Falemos mais dos defeitos. É como entrar num túnel, algo necessário para podermos sair depois ao ar livre das virtudes.
Muito claramente diz-nos o dicionário que a palavra “defeito” tanto pode significar “deficiência” (portanto, limitação física ou psíquica), como “imperfeição moral ou vício”.
Este segundo sentido é o que agora nos interessa. Os nossos defeitos, no campo moral, ou são “imperfeições”, isto é, virtudes falhas, insuficientes; ou então são “vícios”, ou seja, hábitos contrários às virtudes, como, por exemplo, o vício da gula é o hábito contrário à virtude da temperança.
Não é a primeira vez que tratamos, nestas páginas, de imperfeições, vícios e enganos da consciência.
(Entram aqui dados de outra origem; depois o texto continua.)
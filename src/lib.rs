//! `schools-etl` converts a fixed set of per-region spreadsheet files (South
//! African public school registries) into JSON records, one output file per
//! input spreadsheet, optionally tagging each row with its source region.
//!
//! The primary entrypoints are [`ingestion::load_batch`] (in-memory batch
//! mode) and [`export::export_batch`] (per-file JSON output mode). Both walk
//! the source list in order and isolate per-file failures: one missing or
//! malformed registry never aborts the rest of the run.
//!
//! ## Data model
//!
//! Each spreadsheet loads into a [`types::RowTable`] whose columns are
//! discovered from the sheet's header row. Registries differ in which columns
//! they carry, so tables are column-heterogeneous; combining them is a schema
//! union, never an intersection. An absent cell is omitted from its JSON
//! object entirely (JSON's heterogeneous objects carry the union for free).
//!
//! ## Quick examples
//!
//! Per-file mode: one `<Province>.json` per registry, plus a tally.
//!
//! ```no_run
//! use std::sync::Arc;
//!
//! use schools_etl::export::export_batch;
//! use schools_etl::ingestion::{BatchOptions, StdErrObserver};
//! use schools_etl::registry::registry_sources;
//!
//! let sources = registry_sources("ETL");
//! let opts = BatchOptions {
//!     observer: Some(Arc::new(StdErrObserver)),
//!     ..Default::default()
//! };
//! let report = export_batch(&sources, "public/data", &opts);
//! println!("{}", report.summary());
//! ```
//!
//! Batch mode: all registries in memory, merged into one combined table.
//!
//! ```no_run
//! use schools_etl::ingestion::{load_batch, BatchOptions};
//! use schools_etl::registry::registry_sources;
//!
//! let batch = load_batch(&registry_sources("ETL"), &BatchOptions::default());
//! let combined = batch.concat();
//! println!("{} ({} rows total)", batch.summary(), combined.row_count());
//! ```
//!
//! ## Modules
//!
//! - [`ingestion`]: batch loader, provenance tagging, and observers
//! - [`export`]: JSON serialization and per-file output
//! - [`registry`]: the fixed province source list
//! - [`types`]: row-table and batch types
//! - [`error`]: error types used across extraction

pub mod error;
pub mod export;
pub mod ingestion;
pub mod registry;
pub mod types;

pub use error::{ExtractError, ExtractResult, LoadErrorKind};
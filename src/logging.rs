// Tracing setup for the binary

use tracing_subscriber::EnvFilter;

const DEFAULT_FILTER: &str = "ytgrab=info,ytgrab_lib=info";
const VERBOSE_FILTER: &str = "ytgrab=debug,ytgrab_lib=debug";

/// Install the stderr subscriber. `RUST_LOG` wins over `verbose`.
pub fn init(verbose: bool) {
    let fallback = if verbose { VERBOSE_FILTER } else { DEFAULT_FILTER };
    let filter = EnvFilter::try_from_default_env().unwrap_or_else(|_| EnvFilter::new(fallback));

    let _ = tracing_subscriber::fmt()
        .with_env_filter(filter)
        .with_writer(std::io::stderr)
        .with_target(false)
        .try_init();
}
Mas será útil aprofundarmos um pouco mais o assunto, para perceber a urgente necessidade que todos nós temos de nos livrarmos de enganos – de autoenganos –, que nos paralisam. Cada falso juízo sobre a nossas qualidades morais e as nossas responsabilidades é como uma rede ou uma teia de aranha, que nos envolve e paralisa.
As nossas máscaras
Virtudes-mentira
Ao falar das virtudes que nos faltam, no capítulo quarto, já mencionamos que o amor-próprio sempre nos apresenta argumentos para nos convencer de que os defeitos que os outros vêem em nós são enganos deles. “Você é vaidoso” – dizem-nos . E, com cara de espanto, respondemos: “Eu, vaidoso?“. E arranjamos logo explicações para mostrar que não temos esse defeito.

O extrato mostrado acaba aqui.